Write out exactly the lines from the one containing "cache.max_entries = max_entries;" through the last line of the records below, including both.

Saved data entries
********

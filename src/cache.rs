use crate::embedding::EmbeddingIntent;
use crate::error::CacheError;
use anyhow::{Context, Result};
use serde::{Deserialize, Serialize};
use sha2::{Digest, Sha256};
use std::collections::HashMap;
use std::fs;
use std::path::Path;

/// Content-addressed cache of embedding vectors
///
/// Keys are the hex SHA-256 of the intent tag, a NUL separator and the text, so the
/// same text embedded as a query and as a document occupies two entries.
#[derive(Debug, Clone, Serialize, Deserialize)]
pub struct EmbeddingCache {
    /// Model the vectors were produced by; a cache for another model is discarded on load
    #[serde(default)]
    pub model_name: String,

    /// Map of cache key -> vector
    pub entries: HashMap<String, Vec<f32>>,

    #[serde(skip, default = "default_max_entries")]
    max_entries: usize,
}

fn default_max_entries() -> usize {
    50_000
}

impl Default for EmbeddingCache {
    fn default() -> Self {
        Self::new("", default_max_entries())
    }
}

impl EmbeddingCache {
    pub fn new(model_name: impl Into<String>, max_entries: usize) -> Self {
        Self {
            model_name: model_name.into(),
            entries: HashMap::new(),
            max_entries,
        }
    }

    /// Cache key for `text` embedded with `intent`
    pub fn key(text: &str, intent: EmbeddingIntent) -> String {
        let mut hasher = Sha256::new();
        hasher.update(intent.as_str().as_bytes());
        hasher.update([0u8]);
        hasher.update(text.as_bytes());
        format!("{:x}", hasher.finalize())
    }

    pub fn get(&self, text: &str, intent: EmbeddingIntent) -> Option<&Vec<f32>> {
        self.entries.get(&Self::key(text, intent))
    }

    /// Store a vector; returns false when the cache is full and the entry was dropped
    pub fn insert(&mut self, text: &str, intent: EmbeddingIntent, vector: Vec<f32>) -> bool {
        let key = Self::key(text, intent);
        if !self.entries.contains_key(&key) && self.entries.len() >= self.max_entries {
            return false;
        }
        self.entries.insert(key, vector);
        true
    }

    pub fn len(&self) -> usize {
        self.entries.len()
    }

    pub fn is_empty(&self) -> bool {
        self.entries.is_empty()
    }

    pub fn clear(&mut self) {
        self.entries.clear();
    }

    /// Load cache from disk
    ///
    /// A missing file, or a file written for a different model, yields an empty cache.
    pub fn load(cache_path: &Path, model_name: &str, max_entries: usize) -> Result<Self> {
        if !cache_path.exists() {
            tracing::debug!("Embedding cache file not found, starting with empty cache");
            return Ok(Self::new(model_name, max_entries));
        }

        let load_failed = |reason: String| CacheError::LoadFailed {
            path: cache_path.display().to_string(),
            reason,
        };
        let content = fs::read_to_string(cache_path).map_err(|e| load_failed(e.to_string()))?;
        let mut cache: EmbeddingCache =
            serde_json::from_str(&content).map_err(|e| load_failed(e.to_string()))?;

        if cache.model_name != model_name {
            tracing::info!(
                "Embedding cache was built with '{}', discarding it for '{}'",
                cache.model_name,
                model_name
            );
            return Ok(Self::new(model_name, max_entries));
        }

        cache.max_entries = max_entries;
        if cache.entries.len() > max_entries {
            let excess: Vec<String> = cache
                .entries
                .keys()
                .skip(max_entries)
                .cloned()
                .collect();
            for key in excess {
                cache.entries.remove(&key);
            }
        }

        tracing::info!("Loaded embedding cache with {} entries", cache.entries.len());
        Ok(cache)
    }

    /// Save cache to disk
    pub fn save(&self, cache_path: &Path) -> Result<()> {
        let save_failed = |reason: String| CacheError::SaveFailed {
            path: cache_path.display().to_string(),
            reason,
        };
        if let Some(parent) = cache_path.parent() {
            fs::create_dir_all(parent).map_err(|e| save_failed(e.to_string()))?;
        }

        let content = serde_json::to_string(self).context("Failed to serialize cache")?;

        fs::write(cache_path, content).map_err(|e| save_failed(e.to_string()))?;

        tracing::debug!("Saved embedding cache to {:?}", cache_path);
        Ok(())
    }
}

********

Written answer
        cache.max_entries = max_entries;
        if cache.entries.len() > max_entries {
            let excess: Vec<String> = cache
                .entries
                .keys()
                .skip(max_entries)
                .cloned()
                .collect();
            for key in excess {
                cache.entries.remove(&key);
            }
        }

        tracing::info!("Loaded embedding cache with {} entries", cache.entries.len());
        Ok(cache)
    }

    /// Save cache to disk
    pub fn save(&self, cache_path: &Path) -> Result<()> {
        let save_failed = |reason: String| CacheError::SaveFailed {
            path: cache_path.display().to_string(),
            reason,
        };
        if let Some(parent) = cache_path.parent() {
            fs::create_dir_all(parent).map_err(|e| save_failed(e.to_string()))?;
        }

        let content = serde_json::to_string(self).context("Failed to serialize cache")?;

        fs::write(cache_path, content).map_err(|e| save_failed(e.to_string()))?;

        tracing::debug!("Saved embedding cache to {:?}", cache_path);
        Ok(())
    }
}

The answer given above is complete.